My beginning of prana meditations. Prana is the life force. I love to gather my energies by the water. I’m such a water lover! Mni Wiconi! (Water is Life ~ Lakota)

My New Beginnings

So, how will I get into my new pose for 2023? I have a lot of ideas and I’m ready for it!! I spent 2022 getting stronger and wiser. I stopped chasing the mundane. I only want me. I get to experience the highest highs all because I want to be my best self. There isn’t anything in this world worth chasing than my freedom. I am FREE! There aren’t any chains on me anymore. I found my voice, it’s singing from the hills. Sing with me, friend! I just never felt this before and if I could encapsulate this feeling and share it, I would. I only have my stories and my blog is where I share them. I can’t wait to continue my journey onward! Happy New Year!

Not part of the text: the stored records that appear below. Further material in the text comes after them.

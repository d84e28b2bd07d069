//! Recursive-descent parser for RBS types and method types.
//!
//! ```text
//! method_type := type_params? params? block? '->' type
//! type        := inter ('|' inter)*
//! inter       := postfix ('&' postfix)*
//! postfix     := primary '?'*
//! primary     := '(' type ')' | tuple | record | proc | class | interface
//!              | 'singleton' '(' Const ')' | base | literal
//! ```

use smol_str::SmolStr;

use super::ast::{BaseType, Block, FnParam, Function, Literal, MethodType, ProcSig, RbsType};
use super::lexer::{Token, TokenKind, tokenize};
use crate::base::{LineIndex, TextRange, TextSize};
use crate::error::{MAX_NESTING, Result, SyntaxError};

/// Parse a single RBS type: `Array[Integer]?`, `^(String) -> void`, ...
pub fn parse_type(text: &str) -> Result<RbsType> {
    let mut p = Parser::new(text)?;
    let ty = p.ty()?;
    p.finish()?;
    Ok(ty)
}

/// Parse an RBS method type: `[U] (U x, ?Integer) { (U) -> void } -> U`.
pub fn parse_method_type(text: &str) -> Result<MethodType> {
    let mut p = Parser::new(text)?;
    let method_type = p.method_type()?;
    p.finish()?;
    Ok(method_type)
}

struct Parser<'t> {
    text: &'t str,
    tokens: Vec<Token>,
    pos: usize,
    depth: usize,
}

impl<'t> Parser<'t> {
    fn new(text: &'t str) -> Result<Self> {
        Ok(Self {
            text,
            tokens: tokenize(text)?,
            pos: 0,
            depth: 0,
        })
    }

    fn nth(&self, n: usize) -> Option<TokenKind> {
        self.tokens.get(self.pos + n).map(|t| t.kind)
    }

    fn peek(&self) -> Option<TokenKind> {
        self.nth(0)
    }

    fn at(&self, kind: TokenKind) -> bool {
        self.peek() == Some(kind)
    }

    fn at_ident(&self, word: &str) -> bool {
        self.tokens
            .get(self.pos)
            .is_some_and(|t| t.kind == TokenKind::Ident && self.slice(*t) == word)
    }

    fn eat(&mut self, kind: TokenKind) -> bool {
        if self.at(kind) {
            self.pos += 1;
            true
        } else {
            false
        }
    }

    fn expect(&mut self, kind: TokenKind, what: &str) -> Result<Token> {
        match self.tokens.get(self.pos).copied() {
            Some(tok) if tok.kind == kind => {
                self.pos += 1;
                Ok(tok)
            }
            _ => Err(self.error(format!("expected {what}"))),
        }
    }

    fn slice(&self, tok: Token) -> &'t str {
        &self.text[tok.range]
    }

    fn error(&self, message: impl Into<String>) -> SyntaxError {
        let range = match self.tokens.get(self.pos) {
            Some(tok) => tok.range,
            None => {
                let end = TextSize::of(self.text);
                TextRange::empty(end)
            }
        };
        SyntaxError::new(message, LineIndex::new(self.text).loc(range))
    }

    fn finish(&self) -> Result<()> {
        match self.tokens.get(self.pos) {
            None => Ok(()),
            Some(tok) => Err(self.error(format!("unexpected `{}`", self.slice(*tok)))),
        }
    }

    // ---------------------------------------------------------------- types

    fn ty(&mut self) -> Result<RbsType> {
        if self.depth >= MAX_NESTING {
            return Err(self.error("type is nested too deeply"));
        }
        self.depth += 1;
        let ty = self.union();
        self.depth -= 1;
        ty
    }

    fn union(&mut self) -> Result<RbsType> {
        let first = self.intersection()?;
        if !self.at(TokenKind::Pipe) {
            return Ok(first);
        }
        let mut members = vec![first];
        while self.eat(TokenKind::Pipe) {
            members.push(self.intersection()?);
        }
        Ok(RbsType::Union(members))
    }

    fn intersection(&mut self) -> Result<RbsType> {
        let first = self.postfix()?;
        if !self.at(TokenKind::Amp) {
            return Ok(first);
        }
        let mut members = vec![first];
        while self.eat(TokenKind::Amp) {
            members.push(self.postfix()?);
        }
        Ok(RbsType::Intersection(members))
    }

    fn postfix(&mut self) -> Result<RbsType> {
        let mut ty = self.primary()?;
        // `?{` opens an optional block, not an optional type.
        while self.at(TokenKind::Question) && self.nth(1) != Some(TokenKind::LBrace) {
            self.pos += 1;
            ty = RbsType::Optional(Box::new(ty));
        }
        Ok(ty)
    }

    fn primary(&mut self) -> Result<RbsType> {
        let Some(tok) = self.tokens.get(self.pos).copied() else {
            return Err(self.error("expected a type"));
        };
        match tok.kind {
            TokenKind::LParen => {
                self.pos += 1;
                let ty = self.ty()?;
                self.expect(TokenKind::RParen, "`)`")?;
                Ok(ty)
            }
            TokenKind::LBrack => {
                self.pos += 1;
                let items = self.type_list(TokenKind::RBrack)?;
                self.expect(TokenKind::RBrack, "`]`")?;
                Ok(RbsType::Tuple(items))
            }
            TokenKind::LBrace => self.record(),
            TokenKind::Caret => {
                self.pos += 1;
                let (function, self_type, block) = self.callable()?;
                Ok(RbsType::Proc(Box::new(ProcSig {
                    function,
                    self_type,
                    block,
                })))
            }
            TokenKind::Const => {
                self.pos += 1;
                let args = self.type_args()?;
                Ok(RbsType::ClassInstance {
                    name: SmolStr::new(self.slice(tok)),
                    args,
                })
            }
            TokenKind::Interface => {
                self.pos += 1;
                let args = self.type_args()?;
                Ok(RbsType::Interface {
                    name: SmolStr::new(self.slice(tok)),
                    args,
                })
            }
            TokenKind::Ident => self.keyword_type(tok),
            TokenKind::Integer => {
                self.pos += 1;
                Ok(RbsType::Literal(Literal::Integer(self.slice(tok).to_string())))
            }
            TokenKind::String => {
                self.pos += 1;
                let raw = self.slice(tok);
                let inner = &raw[1..raw.len() - 1];
                Ok(RbsType::Literal(Literal::String(inner.to_string())))
            }
            TokenKind::Colon => self.symbol(tok),
            _ => Err(self.error(format!("unexpected `{}`", self.slice(tok)))),
        }
    }

    fn keyword_type(&mut self, tok: Token) -> Result<RbsType> {
        let word = self.slice(tok);
        if let Some(base) = BaseType::from_keyword(word) {
            self.pos += 1;
            return Ok(RbsType::Base(base));
        }
        match word {
            "true" | "false" => {
                self.pos += 1;
                Ok(RbsType::Literal(Literal::Bool(word == "true")))
            }
            "singleton" => {
                self.pos += 1;
                self.expect(TokenKind::LParen, "`(` after `singleton`")?;
                let name = self.expect(TokenKind::Const, "a class name")?;
                self.expect(TokenKind::RParen, "`)`")?;
                Ok(RbsType::ClassSingleton {
                    name: SmolStr::new(self.slice(name)),
                })
            }
            _ => Err(self.error(format!("unknown type `{word}`"))),
        }
    }

    /// `:sym`, where the name must follow the colon directly.
    fn symbol(&mut self, colon: Token) -> Result<RbsType> {
        self.pos += 1;
        match self.tokens.get(self.pos).copied() {
            Some(name)
                if matches!(name.kind, TokenKind::Ident | TokenKind::Const)
                    && name.range.start() == colon.range.end() =>
            {
                self.pos += 1;
                Ok(RbsType::Literal(Literal::Symbol(SmolStr::new(
                    self.slice(name),
                ))))
            }
            _ => Err(self.error("expected a symbol name")),
        }
    }

    fn record(&mut self) -> Result<RbsType> {
        self.expect(TokenKind::LBrace, "`{`")?;
        let mut fields = Vec::new();
        while !self.at(TokenKind::RBrace) {
            let key = match self.tokens.get(self.pos).copied() {
                Some(tok) if matches!(tok.kind, TokenKind::Ident | TokenKind::Const) => {
                    self.pos += 1;
                    SmolStr::new(self.slice(tok))
                }
                _ => return Err(self.error("expected a record key")),
            };
            self.expect(TokenKind::Colon, "`:` after record key")?;
            fields.push((key, self.ty()?));
            if !self.eat(TokenKind::Comma) {
                break;
            }
        }
        self.expect(TokenKind::RBrace, "`}`")?;
        Ok(RbsType::Record(fields))
    }

    fn type_args(&mut self) -> Result<Vec<RbsType>> {
        if !self.eat(TokenKind::LBrack) {
            return Ok(Vec::new());
        }
        let args = self.type_list(TokenKind::RBrack)?;
        if args.is_empty() {
            return Err(self.error("expected a type argument"));
        }
        self.expect(TokenKind::RBrack, "`]`")?;
        Ok(args)
    }

    fn type_list(&mut self, close: TokenKind) -> Result<Vec<RbsType>> {
        let mut items = Vec::new();
        while !self.at(close) {
            items.push(self.ty()?);
            if !self.eat(TokenKind::Comma) {
                break;
            }
        }
        Ok(items)
    }

    // ------------------------------------------------------------ functions

    fn method_type(&mut self) -> Result<MethodType> {
        let type_params = if self.at(TokenKind::LBrack) {
            self.type_params()?
        } else {
            Vec::new()
        };
        let (function, self_type, block) = self.callable()?;
        if self_type.is_some() {
            return Err(self.error("a method type cannot bind `self`"));
        }
        Ok(MethodType {
            type_params,
            function,
            block,
        })
    }

    /// `[unchecked out U, V]`; variance modifiers are accepted and dropped.
    fn type_params(&mut self) -> Result<Vec<SmolStr>> {
        self.expect(TokenKind::LBrack, "`[`")?;
        let mut params = Vec::new();
        while !self.at(TokenKind::RBrack) {
            for modifier in ["unchecked", "in", "out"] {
                if self.at_ident(modifier) {
                    self.pos += 1;
                }
            }
            let name = self.expect(TokenKind::Const, "a type parameter name")?;
            params.push(SmolStr::new(self.slice(name)));
            if !self.eat(TokenKind::Comma) {
                break;
            }
        }
        self.expect(TokenKind::RBrack, "`]`")?;
        Ok(params)
    }

    /// `(params)? [self: T]? block? -> returns`
    fn callable(&mut self) -> Result<(Function, Option<RbsType>, Option<Block>)> {
        let mut function = Function::returning(RbsType::Base(BaseType::Void));
        if self.at(TokenKind::LParen) {
            self.params(&mut function)?;
        }
        let self_type = self.self_binding()?;
        let block = self.block()?;
        self.expect(TokenKind::Arrow, "`->`")?;
        // `^() -> A | B` returns `A | B`.
        function.returns = self.ty()?;
        Ok((function, self_type, block))
    }

    fn self_binding(&mut self) -> Result<Option<RbsType>> {
        let is_binding = self.at(TokenKind::LBrack)
            && self
                .tokens
                .get(self.pos + 1)
                .is_some_and(|t| t.kind == TokenKind::Ident && self.slice(*t) == "self")
            && self.nth(2) == Some(TokenKind::Colon);
        if !is_binding {
            return Ok(None);
        }
        self.pos += 3;
        let ty = self.ty()?;
        self.expect(TokenKind::RBrack, "`]`")?;
        Ok(Some(ty))
    }

    fn block(&mut self) -> Result<Option<Block>> {
        let required = if self.at(TokenKind::Question) && self.nth(1) == Some(TokenKind::LBrace) {
            self.pos += 1;
            false
        } else if self.at(TokenKind::LBrace) {
            true
        } else {
            return Ok(None);
        };
        self.expect(TokenKind::LBrace, "`{`")?;
        let mut function = Function::returning(RbsType::Base(BaseType::Void));
        if self.at(TokenKind::LParen) {
            self.params(&mut function)?;
        }
        let self_type = self.self_binding()?;
        self.expect(TokenKind::Arrow, "`->`")?;
        function.returns = self.ty()?;
        self.expect(TokenKind::RBrace, "`}`")?;
        Ok(Some(Block {
            function,
            self_type,
            required,
        }))
    }

    fn params(&mut self, function: &mut Function) -> Result<()> {
        self.expect(TokenKind::LParen, "`(`")?;
        while !self.at(TokenKind::RParen) {
            self.param(function)?;
            if !self.eat(TokenKind::Comma) {
                break;
            }
        }
        self.expect(TokenKind::RParen, "`)`")?;
        Ok(())
    }

    fn param(&mut self, function: &mut Function) -> Result<()> {
        // `?name: T`
        if self.at(TokenKind::Question)
            && self.nth(1) == Some(TokenKind::Ident)
            && self.nth(2) == Some(TokenKind::Colon)
        {
            self.pos += 1;
            let (key, param) = self.keyword_param()?;
            function.optional_keywords.push((key, param));
            return Ok(());
        }
        // `name: T`
        if self.at(TokenKind::Ident) && self.nth(1) == Some(TokenKind::Colon) {
            let (key, param) = self.keyword_param()?;
            function.required_keywords.push((key, param));
            return Ok(());
        }
        if self.eat(TokenKind::Question) {
            let param = self.named_param()?;
            function.optional.push(param);
            return Ok(());
        }
        if self.eat(TokenKind::StarStar) {
            if function.rest_keywords.is_some() {
                return Err(self.error("duplicate `**` parameter"));
            }
            function.rest_keywords = Some(self.named_param()?);
            return Ok(());
        }
        if self.eat(TokenKind::Star) {
            if function.rest.is_some() {
                return Err(self.error("duplicate `*` parameter"));
            }
            function.rest = Some(self.named_param()?);
            return Ok(());
        }
        let param = self.named_param()?;
        if function.rest.is_some() || !function.optional.is_empty() {
            function.trailing.push(param);
        } else {
            function.required.push(param);
        }
        Ok(())
    }

    fn keyword_param(&mut self) -> Result<(SmolStr, FnParam)> {
        let key = self.expect(TokenKind::Ident, "a keyword name")?;
        let key = SmolStr::new(self.slice(key));
        self.expect(TokenKind::Colon, "`:`")?;
        Ok((key, self.named_param()?))
    }

    /// A type followed by an optional parameter name.
    fn named_param(&mut self) -> Result<FnParam> {
        let ty = self.ty()?;
        let name = match self.tokens.get(self.pos).copied() {
            Some(tok) if tok.kind == TokenKind::Ident => {
                self.pos += 1;
                Some(SmolStr::new(self.slice(tok)))
            }
            _ => None,
        };
        Ok(FnParam { ty, name })
    }
}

Posing with my inspiration🌲🧘🏽‍♀️

Namastè 🙏🏽

All pictures by Lenapè Spiritual Yogi Awakened.

Winter Solstice

Happy winter solstice, friends!

The snow is a comfort to my eyes. It’s memories of sledding with my brother and dad, snowball fights, snow angels and bravely looking up towards the gray abyss and catching fat snowflake clumps in my eyes and mouth. I dance in these memories. Nothing but pure joy on memories. I have many. This was my childhood. I need new memories in my 40s of winter. I’m planning on ringing in the new year in Colorado! I’m so excited to spend 6 days with my family in a beautiful cabin home. I will relish in these memories for years to come. Until then, I will bring some food comfort memories into the game!

Happy winter solstice!

I find myself skipping breakfast most days. I have been on a sweets kick for a few months now. It’s so annoying but I quit drinking alcohol so if I have a cookie or 2 a day it’s better than picking up a beer…or more, which usually is more than 1. So skipping breakfast is my balance. Some days, I’ll just have stewed apples. I’ll peel 2 small apples and cut them into chunks with filtered water and my chai seasoning spices. I’ll cook for 5-10 min and add more cinnamon before eating. I’ll save the hot spiced water to add to my morning herbal tea. I have been enjoying sipping on CCF (Cumin seeds, coriander seeds, fennel seeds) tea throughout the day. I also, toast pumpkin seeds, chia seeds, hemp seeds, and flax seeds and mix them in a jar. I will eat 1 tablespoon a day to help me thicken my hair. I’ve had covid once a year and the hair loss is sad 😔

Me and Mr. Baby like to be lazy together ❤️

So, if you know anything about Ayurveda then you should know your dosha. Doshas are based on elements of fire, water, earth, air, and space. I am Kapha – Pitta which affords me water & earth (Kapha) and fire & water (Pitta). I know I am missing space and air, so I can incorporate these into my eating habits. I create “space” by eliminating breakfast. I can add vata foods but since it’s winter, this is known as Vata season. I feel pretty balanced thus far. I make sure I check in every morning during my meditation to see where I’m out of balance. I can find myself feeling heavy if I don’t move and I feel too grounded and not connected to things that bring me joy, like yoga. Food can initiate pleasure as well, as long as it doesn’t create more kapha in me. Like fried foods, heavy meals late, sweets and buttery fats, geez typing this made me sweat. Lol!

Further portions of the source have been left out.